Abu Daud dan lainnya)
Al-Turmidzi menyatakan hadits ini hasan
dan dinyatakan shahih oleh Ibnu Hibban.(Fath al-Alam karya Zakariya al-Anshariy:
673).
Dalam mengomentari kandungan hadits
ini, Zakariya al-Anshariy menjelaskan kepada kita,
وفيه تحريم
الرشوة على القاضي وغيره من الولاة لأنها ترفع إليه ليحكم بحق أو ليمتنع من ظلم
وكلاهما واجب عليه فلا يجوز أخذ العوض عليه وأما دافعها وهو الراشي فإن توصل بها
إلى باطل فحرام عليه، وإن توصل بها إلى تحصيل حق أو دفع ظلم فليس بحرام، ويختلف
الحال في جوازه واستحبابه ووجوبه باختلاف المواضع
Dalam hadits memberi petunjuk haram
menyogok qadhi dan pemangku kewenangan lainnya. Karena seseorang membuat
laporan kepadanya agar mendapat hukum yang haq atau mencegah dari sebuah
kedhaliman. Keduanya merupakan kewajibannya. Karena itu tidak boleh mengambil
imbalan atas pekerjaannya itu. Adapun pemberinya yaitu penyogok apabila
menjadikan sogokan tersebut sebagai perantaraan kepada suatu yang batil, maka
hukumnya haram. Adapun apabila sogokannya itu sebagai perantaraan untuk
mendapatkan haknya atau menolak kedhaliman, maka ini tidak haram. Terkait dalam
hal boleh, anjuran atau wajib, ini tergantung perbedaan kondisinya. (Fath al-Alam
karya Zakariya al-Anshariy: 673).
Imam al-Ghazali sebagaimana dikutip oleh
Zakariya al-Anshari menegaskankan dalam Ihya ‘Ulumuddin sebagai berikut:
قَالَ
الْغَزَالِيُّ فِي الْإِحْيَاءِ الْمَالُ إنْ بُذِلَ لِغَرَضٍ آجِلٍ فَصَدَقَةٌ
أَوْ عَاجِلٍ، وَهُوَ مَالٌ فَهِبَةٌ بِشَرْطِ الثَّوَابِ أَوْ عَلَى مُحَرَّمٍ
أَوْ وَاجِبٍ مُتَعَيِّنٍ فَرِشْوَةٌ
Imam al-Ghazali mengatakan dalam
al-Ihya, jika diberikan harta untuk tujuan mendatang (akhirat), maka dinamakan
sadaqah atau untuk tujuan segera (imbalan dunia) berupa harta maka dinamakan
hibah bisyarthi al-tsawab (hibah dengan syarat imbalan).

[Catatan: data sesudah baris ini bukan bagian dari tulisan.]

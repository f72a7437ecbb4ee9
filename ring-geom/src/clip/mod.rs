//! Axis-aligned-rectangle clipping: `Clip(geometry, rect, options)`.
//!
//! Each sub-module handles one geometry class; [`clip`] is the dispatcher
//! that preserves the geometry type ladder — a `MultiLineString` that
//! clips down to a single surviving piece is returned as a bare
//! `LineString`, a `MultiPolygon` whose children all survive a single
//! clip stays a `MultiPolygon`, and so on.

mod line;
mod point;
mod polygon;

pub use line::clip_line_string;
pub use point::clip_point;
pub use polygon::clip_polygon;

use crate::geometry::Geometry;
use ring_types::Rect;

/// Options for [`clip`]. Currently carries no fields; accepted as an
/// opaque, ignorable value so future options can be added without
/// breaking the signature.
#[derive(Debug, Clone, Copy, Default, PartialEq, Eq)]
pub struct ClipOptions {}

/// Clips `geometry` against the axis-aligned `rect`, preserving geometry
/// class semantics. `options` is accepted but currently has no
/// recognized fields.
pub fn clip(geometry: &Geometry, rect: Rect, _options: Option<&ClipOptions>) -> Geometry {
    match geometry {
        Geometry::Empty => Geometry::Empty,
        Geometry::Point(p) => clip_point(*p, rect),
        Geometry::LineString(points) => clip_line_string(points, rect),
        Geometry::MultiLineString(pieces) => {
            let mut survivors: Vec<Vec<_>> = Vec::new();
            for piece in pieces {
                match clip_line_string(piece, rect) {
                    Geometry::Empty => {}
                    Geometry::LineString(pts) => survivors.push(pts),
                    Geometry::MultiLineString(split) => survivors.extend(split),
                    other => unreachable!("clip_line_string produced {:?}", other.kind()),
                }
            }
            collapse_line_strings(survivors)
        }
        Geometry::Polygon(poly) => clip_polygon(poly, rect),
        Geometry::MultiPolygon(polys) => {
            let survivors: Vec<_> = polys
                .iter()
                .filter_map(|p| match clip_polygon(p, rect) {
                    Geometry::Empty => None,
                    Geometry::Polygon(clipped) => Some(clipped),
                    other => unreachable!("clip_polygon produced {:?}", other.kind()),
                })
                .collect();
            collapse_polygons(survivors)
        }
        Geometry::GeometryCollection(children) => {
            let clipped: Vec<Geometry> = children
                .iter()
                .map(|child| clip(child, rect, _options))
                .filter(|g| !g.is_empty())
                .collect();
            if clipped.is_empty() {
                Geometry::Empty
            } else {
                Geometry::GeometryCollection(clipped)
            }
        }
    }
}

fn collapse_line_strings(mut pieces: Vec<Vec<ring_types::Point>>) -> Geometry {
    match pieces.len() {
        0 => Geometry::Empty,
        1 => Geometry::LineString(pieces.pop().unwrap()),
        _ => Geometry::MultiLineString(pieces),
    }
}

fn collapse_polygons(mut polys: Vec<crate::poly::Poly>) -> Geometry {
    match polys.len() {
        0 => Geometry::Empty,
        1 => Geometry::Polygon(polys.pop().unwrap()),
        _ => Geometry::MultiPolygon(polys),
    }
}

#[cfg(test)]
mod test {
    use super::*;
    use crate::poly::Poly;
    use crate::series::Series;
    use ring_types::Point;

    fn square(min: f64, max: f64) -> Box<dyn crate::Ring> {
        Box::new(Series::new(vec![
            Point::new(min, min),
            Point::new(max, min),
            Point::new(max, max),
            Point::new(min, max),
        ]))
    }

    #[test]
    fn clip_empty_geometry_stays_empty() {
        assert!(clip(&Geometry::Empty, Rect::from_ordinates(0.0, 0.0, 1.0, 1.0), None).is_empty());
    }

    #[test]
    fn clip_multi_line_string_dropping_empty_children() {
        let rect = Rect::from_ordinates(0.0, 0.0, 10.0, 10.0);
        let geom = Geometry::MultiLineString(vec![
            vec![Point::new(1.0, 1.0), Point::new(2.0, 2.0)],
            vec![Point::new(100.0, 100.0), Point::new(200.0, 200.0)],
        ]);
        let out = clip(&geom, rect, None);
        // Only one child survives: cardinality collapses to a bare LineString.
        assert_eq!(out.kind(), "LineString");
    }

    #[test]
    fn clip_multi_polygon_collapses_when_one_survives() {
        let rect = Rect::from_ordinates(0.0, 0.0, 10.0, 10.0);
        let a = Poly::new(square(1.0, 2.0), vec![]);
        let b = Poly::new(square(100.0, 101.0), vec![]);
        let out = clip(&Geometry::MultiPolygon(vec![a, b]), rect, None);
        assert_eq!(out.kind(), "Polygon");
    }

    #[test]
    fn clip_geometry_collection_drops_empty_children() {
        let rect = Rect::from_ordinates(0.0, 0.0, 10.0, 10.0);
        let geom = Geometry::GeometryCollection(vec![
            Geometry::Point(Point::new(1.0, 1.0)),
            Geometry::Point(Point::new(100.0, 100.0)),
        ]);
        let out = clip(&geom, rect, None);
        match out {
            Geometry::GeometryCollection(children) => assert_eq!(children.len(), 1),
            other => panic!("expected GeometryCollection, got {:?}", other.kind()),
        }
    }

    #[test]
    fn disjoint_bbox_clips_to_empty() {
        let rect = Rect::from_ordinates(0.0, 0.0, 1.0, 1.0);
        let poly = Poly::new(square(100.0, 200.0), vec![]);
        assert!(clip(&Geometry::Polygon(poly), rect, None).is_empty());
    }
}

Jika pemberian harta
itu atas perkara yang diharamkan atau kewajiban muaya'an (fardhu ‘ain) maka
dinamakan risywah.(Asnaa al-Mathaalib, karya Zakaria al-Anshari: IV/300)
Majelis Permusyawaratan Ulama Aceh dalam fatwanya No. 03
Tahun 2014 Tentang Pemilihan Umum Menurut Perspektif Islam dalam fatwa point
kedua disebutkan: “Memilih pemimpin dan wakil rakyat yang bertaqwa kepada Allah SWT dan
menjalankan fardhu ‘ain seperti shalat, dan lain-lain adalah hukumnya
wajib.” Kemudian dalam point kelima disebutkan: “Politik Uang dan atau memberikan sesuatu untuk kemenangan kandidat
tertentu hukumnya adalah haram.” Dan juga point keenam ada pemjelasan berikut
ini: “Pemberian sesuatu baik langsung atau tidak langsung yang berkaitan dengan
politik adalah perilaku yang tidak terpuji, baik yang memberi atau yang
menerima.”
Keterangan-keterangan di atas memberi
pemahaman kepada kita sebagai berikut :
1. Pemangku kewenangan yang diberikan oleh
pemerintah seperti qadhi dan lainnya wajib menetapkan/memilih sesuatu dengan
kebenaran dan wajib menolak kedhaliman
2. Memilih pemimpin dan
wakil rakyat yang bertaqwa kepada Allah SWT hukumnya wajib
3. Kewajiban menetapkan/memilih sesuatu dengan
kebenaran dan menolak kedhaliman tersebut menjadi alasan hukum haram menerima
imbalan apapun dari pihak yang tidak berwenang memberinya. Ini dapat
dikatagorikan sebagai risywah yang diharamkan.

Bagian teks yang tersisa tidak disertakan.